Work instruction — In the records below, take the line containing "ingested frame timestamp." and reproduce it and every subsequent line exactly, adding nothing.

Data excerpts —
——
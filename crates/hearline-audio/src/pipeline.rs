use std::sync::Arc;

use hearline_core::{AudioFrame, TranscriptSegment};
use tokio::sync::mpsc;
use tokio::task::JoinHandle;
use tracing::warn;

use crate::chunker::{AudioBatch, ChunkAccumulator};
use crate::segment::assemble_segments;
use crate::speaker::SpeakerMap;
use crate::transcription::TranscriptionBackend;
use crate::vad::ActivityGate;

/// How many finalized batches may wait for the transcription worker before
/// flushing applies backpressure to the session's message loop.
const BATCH_QUEUE_CAPACITY: usize = 8;

#[derive(Clone, Copy, Debug)]
pub struct PipelineSettings {
    pub chunk_duration: f64,
    pub num_speakers: u32,
}

/// One session's path from gated frames to transcript segments.
///
/// Ingestion is synchronous and cheap. Finalized batches go to a dedicated
/// worker task that talks to the backend and assembles segments, so a slow
/// remote call never stalls frame intake; batches for one session are
/// processed strictly in order by that single worker. Backend failures cost
/// only their own window — the watermark was already advanced when the batch
/// was taken.
pub struct SessionPipeline {
    gate: ActivityGate,
    accumulator: ChunkAccumulator,
    clock: f64,
    batch_tx: Option<mpsc::Sender<AudioBatch>>,
    worker: JoinHandle<()>,
}

impl SessionPipeline {
    pub fn spawn(
        backend: Arc<dyn TranscriptionBackend>,
        gate: ActivityGate,
        settings: PipelineSettings,
    ) -> (Self, mpsc::Receiver<Vec<TranscriptSegment>>) {
        let (batch_tx, mut batch_rx) = mpsc::channel::<AudioBatch>(BATCH_QUEUE_CAPACITY);
        let (segment_tx, segment_rx) = mpsc::channel::<Vec<TranscriptSegment>>(64);

        let num_speakers = settings.num_speakers;
        let worker = tokio::spawn(async move {
            let mut speakers = SpeakerMap::new();
            while let Some(batch) = batch_rx.recv().await {
                let segments = match backend.transcribe(&batch, num_speakers).await {
                    Ok(output) => {
                        assemble_segments(&output, batch.start_time, batch.end_time, &mut speakers)
                    }
                    Err(e) => {
                        // window lost, watermark already advanced; no retry
                        warn!(
                            "transcription failed for window [{:.1}s, {:.1}s]: {}",
                            batch.start_time, batch.end_time, e
                        );
                        Vec::new()
                    }
                };
                if segment_tx.send(segments).await.is_err() {
                    break;
                }
            }
        });

        (
            SessionPipeline {
                gate,
                accumulator: ChunkAccumulator::new(settings.chunk_duration),
                clock: 0.0,
                batch_tx: Some(batch_tx),
                worker,
            },
            segment_rx,
        )
    }

    /// Runs the frame through the activity gate and, if accepted, into the
    /// accumulator. Returns whether the frame was accepted.
    pub fn ingest(&mut self, frame: &AudioFrame) -> bool {
        if !self.gate.accepts(frame) {
            return false;
        }
        self.clock = frame.timestamp;
        self.accumulator.push(frame.clone());
        true
    }

    pub fn flush_due(&self) -> bool {
        self.accumulator.should_flush(self.clock)
    }

    /// Flushes when the chunk duration has elapsed. Returns true when a
    /// batch was handed to the transcription worker.
    pub async fn flush_if_due(&mut self) -> bool {
        if !self.flush_due() {
            return false;
        }
        self.flush_now().await
    }

    /// Unconditionally flushes whatever is buffered (end-of-stream path).
    pub async fn flush_remaining(&mut self) -> bool {
        self.flush_now().await
    }

    async fn flush_now(&mut self) -> bool {
        let Some(batch) = self.accumulator.take_batch() else {
            return false;
        };
        if let Some(tx) = &self.batch_tx {
            if tx.send(batch).await.is_err() {
                warn!("transcription worker is gone, dropping batch");
                return false;
            }
        }
        true
    }

    /// Latest ingested frame timestamp.
    pub fn clock(&self) -> f64 {
        self.clock
    }

    pub fn watermark(&self) -> f64 {
        self.accumulator.last_flush_time()
    }

    pub fn buffer_empty(&self) -> bool {
        self.accumulator.is_empty()
    }

    pub fn pending_secs(&self) -> f64 {
        self.accumulator.pending_secs()
    }

    /// Closes the batch channel so the worker drains and exits. The returned
    /// handle completes once every queued batch has been processed.
    pub fn finish(mut self) -> JoinHandle<()> {
        self.batch_tx.take();
        self.worker
    }

    /// Hard cancellation: aborts the worker, abandoning any in-flight
    /// backend call. Buffered-but-unflushed audio is discarded.
    pub fn abort(&self) {
        self.worker.abort();
    }
}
——
Answer space —
    /// Latest ingested frame timestamp.
    pub fn clock(&self) -> f64 {
        self.clock
    }

    pub fn watermark(&self) -> f64 {
        self.accumulator.last_flush_time()
    }

    pub fn buffer_empty(&self) -> bool {
        self.accumulator.is_empty()
    }

    pub fn pending_secs(&self) -> f64 {
        self.accumulator.pending_secs()
    }

    /// Closes the batch channel so the worker drains and exits. The returned
    /// handle completes once every queued batch has been processed.
    pub fn finish(mut self) -> JoinHandle<()> {
        self.batch_tx.take();
        self.worker
    }

    /// Hard cancellation: aborts the worker, abandoning any in-flight
    /// backend call. Buffered-but-unflushed audio is discarded.
    pub fn abort(&self) {
        self.worker.abort();
    }
}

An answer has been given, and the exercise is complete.